Die Lieder dieser Handschrift hat Mone in seinen Lateinischen Hymnen des Mittelalsters an verschiedenen Stellen gedruckt, ohne indes in Thomas den Verfasser zu erkennen. Weniger reichhaltig an Liedern ist die Handschrift 7970 der k.k. Familienfideikommißbibliothek in Wien, ein aus den Niederlanden stammendes musikalisches Quodlibeticum. Außer den Liedern enthält diese Handschrift, ähnlich wie auch Cod. Zwollen. und selbst Bruxellen., eine Anzahl von Antiphonen und Responsorien mit Singweisen, die augenscheinlich Thomas zum Verfasser haben, aber in Prosa abgefaßt sind. Ebenso können aus demselben Grunde auch die Akrostichen auf die Namen Caecilia, Agnes und Clara (Opera Omnia, 1607, II, 597 sq.) nicht in den Rahmen der Dichtungen einbezogen werden. Es sind keine Hymnen, auch in des Wortes weitestem Verstande nicht. Dasselbe gilt von der in vernachlässigten Versen geschriebenen „Vita boni monachi“ (Opera Omnia 1. c. 590 sqq.); in das Gebiet der religiösen Lyrik kann es nicht wohl einbegriffen werden.

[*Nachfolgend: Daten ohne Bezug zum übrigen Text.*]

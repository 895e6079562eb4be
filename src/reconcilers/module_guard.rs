// Copyright (c) 2025 Erick Bourgeois, firestoned
// SPDX-License-Identifier: MIT

//! The module-wide finalizer.
//!
//! Owns the `APIRule` CRD. It holds the `APIGateway` back from deletion
//! while user `APIRule`s or Ory Oathkeeper `Rule`s still exist, since those
//! stop working once the module is gone; the CRD is removed only after that.

use super::catalog::{any_instance, find_foreign_resources, BlockingResource};
use super::finalizers::GuardedFeature;
use super::resources::{apply, delete, DesiredResource};
use crate::cluster::{kinds, ResourceId};
use crate::constants::{API_RULE_CRD, FINALIZER_API_GATEWAY};
use crate::context::Pass;
use crate::crd::APIGateway;
use crate::errors::ReconcileError;
use crate::status_reasons::{
    ConditionReason, DELETION_BLOCKED_EXISTING_RESOURCES, RECONCILE_FAILED, RECONCILE_SUCCEEDED,
};
use crate::manifests;
use async_trait::async_trait;

fn api_rule_crd_id() -> ResourceId {
    ResourceId::cluster(kinds::custom_resource_definition(), API_RULE_CRD)
}

/// Finalizer `gateways.operator.kyma-project.io/api-gateway`.
pub struct ModuleGuard;

#[async_trait]
impl GuardedFeature for ModuleGuard {
    fn finalizer(&self) -> &'static str {
        FINALIZER_API_GATEWAY
    }

    fn subject(&self) -> &'static str {
        "API-Gateway CR"
    }

    fn is_enabled(&self, _: &APIGateway) -> bool {
        true
    }

    fn succeeded(&self) -> ConditionReason {
        RECONCILE_SUCCEEDED
    }

    fn failed(&self) -> ConditionReason {
        RECONCILE_FAILED
    }

    fn blocked(&self) -> ConditionReason {
        DELETION_BLOCKED_EXISTING_RESOURCES
    }

    fn blocked_description(&self, blockers: &[BlockingResource]) -> String {
        let api_rules = blockers.iter().any(|b| b.id.gvk == kinds::api_rule());
        let what = if api_rules {
            "APIRule(s)"
        } else {
            "ORY Oathkeeper Rule(s)"
        };
        format!(
            "There are {what} that block the deletion of API-Gateway CR. \
             Please take a look at kyma-system/api-gateway-controller-manager logs \
             to see more information about the warning"
        )
    }

    async fn blocking_resources(
        &self,
        pass: &Pass<'_>,
    ) -> Result<Vec<BlockingResource>, ReconcileError> {
        find_foreign_resources(
            pass.client,
            pass.catalog,
            &[kinds::api_rule(), kinds::oathkeeper_rule()],
            any_instance,
        )
        .await
    }

    async fn converge(&self, pass: &Pass<'_>) -> Result<(), ReconcileError> {
        apply(
            pass.client,
            &DesiredResource::new(api_rule_crd_id(), manifests::API_RULE_CRD),
        )
        .await?;
        Ok(())
    }

    async fn teardown(&self, pass: &Pass<'_>) -> Result<(), ReconcileError> {
        delete(pass.client, &api_rule_crd_id()).await?;
        Ok(())
    }
}

#[cfg(test)]
#[path = "module_guard_tests.rs"]
mod module_guard_tests;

(Guido Maria Dreves, Clemens Blume, Ein Jahrtausend Lateinischer Hymnendichtung. Erster Teil, S. 472f.)

Literatur

Thomas Hemerken v. Kempen. - Lexikon für Theologie und Kirche. Begr. von Michael Buchberger. Hrsg. von Walter Kasper u.a., Freiburg i.Br., Basel, Rom, Wien. Bd. 9. San bis Thomas. - 3., völlig neu bearb. Aufl. 2000, Sp. 1531f.